Jennifer Yuh is the first woman to direct an animated feature and her direction is practically flawless. Having worked in the field for some time as an illustrator and storyboard artist (including directing the inventive 2D opening from “Kung Fu Panda”, a welcome style also incorporated here in flashbacks and dream sequences), she displays a bold confidence and a firm grasp of visual delights. From the vast Asian landscapes to the exquisite anthropomorphic details, this is a movie to easily get lost in. For a change, the 3D adds a stunning depth that enhances and elevates the big-screen action, instead of frustrating viewers with blurry images and gimmicky effects. This is a worthy journey into a currently overused extra dimension.
One weakness might be that the movie is packed with so many interesting characters, which left me wanting more time with them. This is especially true with Master Rhino (Victor Garber), Master Ox (Dennis Haysbert) and Master Croc (Jean-Claude Van Damme), the new formidable kung fu masters that Po and the gang try to rescue in the bustling Gongmen City. It’s understandable that only so many characters get screen time, but when there are this well-designed and acted, I couldn’t help but to want to know more about them. Since there will supposedly be a total of six of these movies (surprisingly, no complaints from this fan), I’m going to guess that we will see more of these guys, and then some.

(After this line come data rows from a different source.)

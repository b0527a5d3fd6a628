//! Authentication and access-control core.
//!
//! Everything security-sensitive lives here: signing-secret and password
//! policy, access-token issuance and validation, opaque refresh/invite
//! token handling, sliding-window rate limiting and the invite workflow.
//! The modules in this tree perform no I/O; persistence is reached only
//! through the [`UserStore`] collaborator injected by the server wiring.

pub mod invite;
pub mod policy;
pub mod rate_limit;
pub mod roles;
pub mod token;

use serde::Serialize;

/// An authenticated principal as read from the persistence layer.
///
/// The core never mutates users; it only reads them to decide whether a
/// request is allowed through.
#[derive(Clone, Debug, Serialize)]
pub struct User {
    pub id: String,
    pub email: String,
    pub role: String,
    pub active: bool,
    #[serde(skip)]
    pub password_hash: String,
}

/// Persistence collaborator used by the authentication middleware.
#[async_trait::async_trait]
pub trait UserStore: Send + Sync {
    /// Returns `Ok(None)` when no user matches `id`.
    async fn user_by_id(&self, id: &str) -> anyhow::Result<Option<User>>;
}
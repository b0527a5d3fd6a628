use crate::api::{self, ApiConfig};
use crate::cli::{actions::Action, globals::GlobalArgs};
use anyhow::Result;

/// Handle the server action
pub async fn handle(action: Action, globals: &GlobalArgs) -> Result<()> {
    match action {
        Action::Server {
            port,
            dsn,
            allowed_origins,
            max_body_bytes,
        } => {
            let config = ApiConfig::new(allowed_origins).with_max_body_bytes(max_body_bytes);

            api::new(port, dsn, globals, config).await?;
        }
    }

    Ok(())
}
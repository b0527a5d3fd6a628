//! Shared server state and request-processing configuration.

use std::sync::Arc;
use std::time::Duration;

use tracing::warn;
use url::Url;

use crate::audit::AuditLogger;
use crate::auth::rate_limit::RateLimiter;
use crate::auth::token::TokenService;
use crate::auth::UserStore;

const DEFAULT_MAX_BODY_BYTES: usize = 1024 * 1024;
const DEFAULT_REQUEST_LIMIT: usize = 300;
const DEFAULT_REQUEST_WINDOW: Duration = Duration::from_secs(60);
const DEFAULT_LOGIN_LIMIT: usize = 5;
const DEFAULT_LOGIN_WINDOW: Duration = Duration::from_secs(15 * 60);

#[derive(Clone, Debug)]
pub struct ApiConfig {
    allowed_origins: Vec<String>,
    max_body_bytes: usize,
    request_limit: usize,
    request_window: Duration,
    login_limit: usize,
    login_window: Duration,
}

impl ApiConfig {
    /// Build a config from the dashboard origins allowed to call the API.
    ///
    /// Origins that do not parse are dropped with a warning so a single
    /// typo cannot silently widen or break the allow-list at runtime.
    #[must_use]
    pub fn new(allowed_origins: Vec<String>) -> Self {
        let allowed_origins = allowed_origins
            .into_iter()
            .filter_map(|origin| match normalize_origin(&origin) {
                Some(origin) => Some(origin),
                None => {
                    warn!("Ignoring invalid allowed origin: {origin}");
                    None
                }
            })
            .collect();

        Self {
            allowed_origins,
            max_body_bytes: DEFAULT_MAX_BODY_BYTES,
            request_limit: DEFAULT_REQUEST_LIMIT,
            request_window: DEFAULT_REQUEST_WINDOW,
            login_limit: DEFAULT_LOGIN_LIMIT,
            login_window: DEFAULT_LOGIN_WINDOW,
        }
    }

    #[must_use]
    pub fn with_max_body_bytes(mut self, bytes: usize) -> Self {
        self.max_body_bytes = bytes;
        self
    }

    #[must_use]
    pub fn with_request_limit(mut self, limit: usize, window: Duration) -> Self {
        self.request_limit = limit;
        self.request_window = window;
        self
    }

    #[must_use]
    pub fn with_login_limit(mut self, limit: usize, window: Duration) -> Self {
        self.login_limit = limit;
        self.login_window = window;
        self
    }

    #[must_use]
    pub fn allowed_origins(&self) -> &[String] {
        &self.allowed_origins
    }

    #[must_use]
    pub fn max_body_bytes(&self) -> usize {
        self.max_body_bytes
    }

    #[must_use]
    pub fn request_limit(&self) -> usize {
        self.request_limit
    }

    #[must_use]
    pub fn request_window(&self) -> Duration {
        self.request_window
    }

    #[must_use]
    pub fn login_limit(&self) -> usize {
        self.login_limit
    }

    #[must_use]
    pub fn login_window(&self) -> Duration {
        self.login_window
    }
}

/// Everything the middleware chain and the auth routes share.
pub struct AuthState {
    tokens: TokenService,
    limiter: Arc<RateLimiter>,
    users: Arc<dyn UserStore>,
    audit: Arc<dyn AuditLogger>,
    config: ApiConfig,
}

impl AuthState {
    #[must_use]
    pub fn new(
        tokens: TokenService,
        limiter: Arc<RateLimiter>,
        users: Arc<dyn UserStore>,
        audit: Arc<dyn AuditLogger>,
        config: ApiConfig,
    ) -> Self {
        Self {
            tokens,
            limiter,
            users,
            audit,
            config,
        }
    }

    #[must_use]
    pub fn tokens(&self) -> &TokenService {
        &self.tokens
    }

    #[must_use]
    pub fn limiter(&self) -> &RateLimiter {
        &self.limiter
    }

    #[must_use]
    pub fn users(&self) -> &dyn UserStore {
        self.users.as_ref()
    }

    #[must_use]
    pub fn audit(&self) -> &dyn AuditLogger {
        self.audit.as_ref()
    }

    #[must_use]
    pub fn config(&self) -> &ApiConfig {
        &self.config
    }
}

fn normalize_origin(origin: &str) -> Option<String> {
    let parsed = Url::parse(origin).ok()?;
    let host = parsed.host_str()?;
    let port = parsed
        .port()
        .map_or_else(String::new, |port| format!(":{port}"));
    Some(format!("{}://{}{}", parsed.scheme(), host, port))
}
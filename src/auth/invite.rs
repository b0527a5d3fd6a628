//! Single-use, time-boxed account invitations.

use chrono::{DateTime, Duration, Utc};

use super::token::{TokenError, TokenService};

/// Invitations lapse two days after creation.
pub const INVITE_TTL_HOURS: i64 = 48;

/// A pending invitation as it crosses the persistence boundary.
///
/// Only the token digest is carried; the raw token goes to the invitee and
/// is never stored.
#[derive(Clone, Debug)]
pub struct InviteData {
    pub email: String,
    pub token_hash: String,
    pub role: String,
    pub invited_by: String,
    pub expires_at: DateTime<Utc>,
    pub accepted_at: Option<DateTime<Utc>>,
}

/// Build a new invitation and return it together with the raw token.
///
/// # Errors
///
/// Returns a [`TokenError`] when token generation fails.
pub fn create_invite(
    tokens: &TokenService,
    email: &str,
    role: &str,
    invited_by: &str,
) -> Result<(InviteData, String), TokenError> {
    let raw_token = tokens.generate_refresh_token()?;
    let invite = InviteData {
        email: email.to_string(),
        token_hash: tokens.hash_token(&raw_token),
        role: role.to_string(),
        invited_by: invited_by.to_string(),
        expires_at: Utc::now() + Duration::hours(INVITE_TTL_HOURS),
        accepted_at: None,
    };

    Ok((invite, raw_token))
}

/// Decide whether a presented token redeems `invite`.
///
/// Accepted and expired invitations fail before any digest comparison.
#[must_use]
pub fn validate_invite_token(invite: &InviteData, tokens: &TokenService, presented: &str) -> bool {
    if invite.accepted_at.is_some() {
        return false;
    }
    if Utc::now() > invite.expires_at {
        return false;
    }
    tokens.hash_token(presented) == invite.token_hash
}

#[cfg(test)]
mod tests {
    use super::*;
    use crate::auth::roles::ROLE_VIEWER;
    use secrecy::SecretString;

    fn service() -> TokenService {
        TokenService::new(&SecretString::from(
            "unit-test-signing-secret-0123456789abcdef".to_string(),
        ))
    }

    fn invite() -> (TokenService, InviteData, String) {
        let tokens = service();
        let (invite, raw_token) =
            create_invite(&tokens, "new.user@example.com", ROLE_VIEWER, "admin-id")
                .expect("invite creation");
        (tokens, invite, raw_token)
    }

    #[test]
    fn invite_carries_digest_not_token() {
        let (tokens, invite, raw_token) = invite();

        assert_ne!(invite.token_hash, raw_token);
        assert_eq!(invite.token_hash, tokens.hash_token(&raw_token));
        assert!(invite.accepted_at.is_none());
        assert!(invite.expires_at > Utc::now() + Duration::hours(INVITE_TTL_HOURS - 1));
    }

    #[test]
    fn matching_token_validates() {
        let (tokens, invite, raw_token) = invite();
        assert!(validate_invite_token(&invite, &tokens, &raw_token));
    }

    #[test]
    fn wrong_token_rejected() {
        let (tokens, invite, _) = invite();
        assert!(!validate_invite_token(&invite, &tokens, "not-the-token"));
    }

    #[test]
    fn accepted_invite_rejected_even_with_right_token() {
        let (tokens, mut invite, raw_token) = invite();
        invite.accepted_at = Some(Utc::now());
        assert!(!validate_invite_token(&invite, &tokens, &raw_token));
    }

    #[test]
    fn expired_invite_rejected_even_with_right_token() {
        let (tokens, mut invite, raw_token) = invite();
        invite.expires_at = Utc::now() - Duration::minutes(1);
        assert!(!validate_invite_token(&invite, &tokens, &raw_token));
    }
}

That’s a minor gripe though, considering that plenty of development and care is given to the characters crucial to this particular story. In a rare turn for animated films, we actually get a well-developed villain in Shen, complete with his own realized backstory that serves as the source of his motivation. Oldman is menacing in his line delivery, yet produces the right balance of fear and quirk, that easily draws in viewers. The unpredictable Shen is well adept in martial arts, equipped with sharp knives under his wings, but he’s more of a thinker than a fighter.
Shen has his right hand wolf (Danny McBride) to take care of his dirty work though, leading his army of bandits, who fight and steal their way across the land at the service of their lord. But Shen can’t escape the prophesy told years ago by a wise Soothsayer (a fantastic Michelle Yeoh), that proclaimed that a black and white warrior would be the end of him, if he didn’t change his dark ways.
Black’s recent live-action comedic turns have been excruciating, so his return to the roly poly role of Po is welcome. Playing more for drama than laughs this time around, (make no mistake, there are plenty of laughs), what resonates most is Po’s struggle with who he is as he starts to remember images from his cub years. Some of Black’s best work is the interaction he has with Jolie and Hong. As Tigress, Jolie has accepted Po as a dear friend and is willing to challenge him to see himself for who he is. At the same time, Hong touchingly portrays Mr. Ping as the father goose worried that he might lose his son, once the truth is revealed.
Like many animated action movies, “Kung Fu Panda 2” concludes with the inevitable epic smackdown, yet this final battle finds Po channeling the one lesson his Master had impressed upon him. We see it coming all along, but the way in which Po dispenses what he has learned is simply breathtaking. It’s a touching emotional climax that gives a fitting response to the story’s search for identity and purpose. Ultimately, this sequel was pleasing on a variety of levels, so much so that for once I didn’t cringe at its blatant set-up for another movie. I can’t wait to spend more time with these animals.